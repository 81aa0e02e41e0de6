use chrono::{DateTime, Utc};
use serde::{Deserialize, Serialize};

/// 一个受管进程的持久化配置
#[derive(Debug, Clone, PartialEq, Eq, Serialize, Deserialize)]
pub struct ProcessDefinition {
    pub id: i64,
    /// 显示名称
    pub name: String,
    /// 可执行文件或脚本路径
    pub path: String,
    /// 声明后以 TCP 端口作为就绪信号
    #[serde(default)]
    pub port: Option<u16>,
    /// 启动顺序（升序启动，降序停止）
    #[serde(default)]
    pub sequence_order: i32,
    #[serde(default)]
    pub start_time: Option<DateTime<Utc>>,
    #[serde(default)]
    pub end_time: Option<DateTime<Utc>>,
}

impl ProcessDefinition {
    /// 排序键：先按顺序号，再按 id
    pub fn sequence_key(&self) -> (i32, i64) {
        (self.sequence_order, self.id)
    }
}

/// 新建或修改进程配置时由调用方提供的字段
#[derive(Debug, Clone, PartialEq, Eq, Deserialize)]
pub struct ProcessSpec {
    pub name: String,
    pub path: String,
    #[serde(default)]
    pub port: Option<u16>,
}

/// 调整单个进程的启动顺序
#[derive(Debug, Clone, Copy, PartialEq, Eq, Deserialize)]
pub struct SequenceUpdate {
    pub id: i64,
    pub sequence_order: i32,
}

/// 按启动顺序排序
pub fn sort_by_sequence(definitions: &mut [ProcessDefinition]) {
    definitions.sort_by_key(ProcessDefinition::sequence_key);
}

/// 单次进程快照中的一条记录，不做缓存
#[derive(Debug, Clone, PartialEq, Eq, Serialize)]
pub struct ProcessInfo {
    pub pid: u32,
    pub name: String,
    /// 可执行文件路径，无法解析时为空
    pub path: String,
    /// 完整命令行，无法读取时为空
    pub command_line: String,
    pub start_time: DateTime<Utc>,
}

#[cfg(test)]
mod tests {
    use super::*;

    fn definition(id: i64, order: i32) -> ProcessDefinition {
        ProcessDefinition {
            id,
            name: format!("proc-{id}"),
            path: format!("/srv/game/proc-{id}"),
            port: None,
            sequence_order: order,
            start_time: None,
            end_time: None,
        }
    }

    #[test]
    fn test_sort_breaks_ties_by_id() {
        let mut defs = vec![definition(5, 2), definition(3, 1), definition(1, 2), definition(9, 0)];
        sort_by_sequence(&mut defs);

        let ids: Vec<i64> = defs.iter().map(|d| d.id).collect();
        assert_eq!(ids, vec![9, 3, 1, 5]);
    }

    #[test]
    fn test_definition_defaults_when_fields_missing() {
        let json = r#"{"id":1,"name":"GatewaySrv","path":"C:/A3/gateway.exe"}"#;
        let def: ProcessDefinition = serde_json::from_str(json).unwrap();

        assert_eq!(def.port, None);
        assert_eq!(def.sequence_order, 0);
        assert!(def.start_time.is_none());
        assert!(def.end_time.is_none());
    }
}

..............................

Assignment: Which lines in the listing have the string "derive"? Pick them out and copy them.

Written solution:
#[derive(Debug, Clone, PartialEq, Eq, Serialize, Deserialize)]
#[derive(Debug, Clone, PartialEq, Eq, Deserialize)]
#[derive(Debug, Clone, Copy, PartialEq, Eq, Deserialize)]
#[derive(Debug, Clone, PartialEq, Eq, Serialize)]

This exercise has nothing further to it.